Un «modello», come con una buona dose di enfasi era stato definito in quegli anni, le cui contraddizioni erano manifeste già alla fine degli anni ‘70 senza che si fosse voluto prenderne atto. Un modello che in realtà non si è mai realizzato nei termini enunciati, ma che era parso a tal punto credibile, gli antagonisti politici anch’essi cooptati nella sua realizzazione, da concretizzare, sul piano dell’immagine e del consenso, l’idealtipo della regione «rossa ed efficiente», paradigma di una economia fondata su principi sociali. Una rappresentazione in cui semmai tratti di socialdemocrazia erano stati confusi con le retoriche socialiste e comuniste (non dimentichiamo che esisteva ancora il Partito Comunista Italiano) che connotavano il linguaggio politico e che nei decenni precedenti avevano consolidato un dispositivo semiotico che si autoalimenta e manterrà efficacia, inossidabile a scosse e abiure. Si tradurrà infatti, più tardi, sbiadito il significato originario, in ricetta economica e di buona condotta amministrativa. Una metafora che sino a che mantiene colorizzazione trova più contestazioni che plausi e finirà per accreditarsi a livello nazionale e persino internazionale solo assieme al paradigma della distrettualizzazione flessibile, dunque secondo criteri di natura economica in seno a una concezione dello stato sociale che si inquadra nella manovra redistributiva del tardo-fordismo che in Emilia si ammanta di pluralismo consensuale. Ma mentre la positività del modello si rivela veridica sotto il profilo dei risultati economici, la diversità su cui era poggiato scolora sempre più e intacca quel clima fiduciario e quell’antico senso del collettivo che ne erano presupposto sociale.

Anche Bologna ‘la rossa’, antica patria dell’urbanistica riformista e della salvaguardia, si tuffa euforica nell’onda neoliberista e lascia scatenare sul proprio territorio logiche speculative che snaturano la struttura insediativa e travolgono la campagna.

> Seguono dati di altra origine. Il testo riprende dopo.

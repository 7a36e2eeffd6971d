use async_trait::async_trait;
use dpass_schemas::{EntryId, GateLayout, PassEntry, PassRecord, TotalsRecord};

use crate::{StoreError, Subscription};

/// Full entry collection as of `revision`.
#[derive(Clone, Debug, PartialEq, Eq)]
pub struct EntrySnapshot {
    pub revision: u64,
    pub entries: Vec<PassEntry>,
}

/// Totals document as of `revision`. `record` is `None` until the registry
/// has been initialised.
#[derive(Clone, Debug, PartialEq, Eq)]
pub struct TotalsSnapshot {
    pub revision: u64,
    pub record: Option<TotalsRecord>,
}

pub type EntryCallback = Box<dyn Fn(EntrySnapshot) + Send + Sync>;
pub type TotalsCallback = Box<dyn Fn(TotalsSnapshot) + Send + Sync>;

/// Collection of pass entries.
///
/// Implementations must be object-safe and `Send + Sync` so the desk can
/// hold an `Arc<dyn EntryStore>` across tasks.
#[async_trait]
pub trait EntryStore: Send + Sync {
    /// Current snapshot.
    async fn list(&self) -> Result<EntrySnapshot, StoreError>;

    /// Insert a new entry; the store assigns the id. Returns the id and the
    /// revision the insert was committed at.
    async fn create(&self, record: PassRecord) -> Result<(EntryId, u64), StoreError>;

    /// Replace the entry at `id` wholesale and return the committed revision.
    /// `NotFound` when `id` is unknown.
    async fn update(&self, id: &EntryId, record: PassRecord) -> Result<u64, StoreError>;

    /// Remove the entry at `id` and return the committed revision.
    /// `NotFound` when `id` is unknown.
    async fn delete(&self, id: &EntryId) -> Result<u64, StoreError>;

    /// Register `callback`. It receives the current snapshot immediately and
    /// a fresh snapshot after every change until the returned guard drops.
    ///
    /// Deliveries from concurrent writers can repeat or arrive out of order;
    /// `revision` orders them.
    fn subscribe(&self, callback: EntryCallback) -> Subscription;
}

/// Single document of per-gate capacity.
#[async_trait]
pub trait TotalsRegistry: Send + Sync {
    async fn get(&self) -> Result<TotalsSnapshot, StoreError>;

    /// Return the stored record, writing an all-zero record for `layout`
    /// first when none exists.
    async fn get_or_init(&self, layout: &GateLayout) -> Result<TotalsRecord, StoreError>;

    /// Replace the whole document and return the committed revision. Last
    /// writer wins.
    async fn set(&self, record: TotalsRecord) -> Result<u64, StoreError>;

    fn subscribe(&self, callback: TotalsCallback) -> Subscription;
}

Dall’economia sociale di mercato alla deindustrializzazione nell’Emilia del postcomunismo

L’Emilia si è costruita una solida reputazione sulla capacità di regolazione. Una forma di governance su cui lungamente si è discusso, non solo in ambito locale, come espressione di civicness e nello stesso tempo di una originale mescolanza di economia sociale e di mercato che è riuscita a far interagire i diversi attori anche quando antagonisti. Una visione che, ibridando il materialismo dialettico delle origini con il riformismo e le alleanze allargate che vi erano implicite, ha prodotto una sorta di autoritarismo al tempo stesso partecipato e cooptativo che ha consorziato e orientato la società. Un dispositivo semiotico forte che ha retto anche quando il sogno di una via alternativa capace di coniugare attenzione sociale e capitalismo è tramontato, travolto dalla crisi delle idee, dal rimescolamento dei soggetti sociali ed è sfociato nell’adesione alle lusinghe del mito economicista.

L’immagine di un’Emilia custode del proprio patrimonio territoriale ha tenuto nei decenni successivi anche quando, dimenticate le radici ideali che l’avevano generata, hanno cominciato ad affiorare gli scostamenti tra retoriche politiche e realtà applicative. Uno iato ben evidente sul piano urbanistico e della pianificazione territoriale che per lungo tempo rimane celato dietro l’icona di progressismo. Nonostante segnali di frantumazione, instabilità, stanchezza progettuale, anche sul piano di quella buona amministrazione che è stata uno dei principali marcatori dell’immagine emiliana.

Un sistema politico e di governo che, andato in crisi con i rivolgimenti ideologici e culturali del tardo-fordismo, si è adeguato con neofita entusiasmo alla teoria economicista e mercantile. Un ribaltamento che assiste con inerzia al disgregarsi della società e alla sua frantumazione in gruppi portatori di interessi difficilmente conciliabili, trasversali a classificazioni generazionali o reddituali. Un insieme di soggettività che si chiudono in se stesse e rinnegano anche le alleanze su cui il postfordismo aveva costruito i successi distrettuali.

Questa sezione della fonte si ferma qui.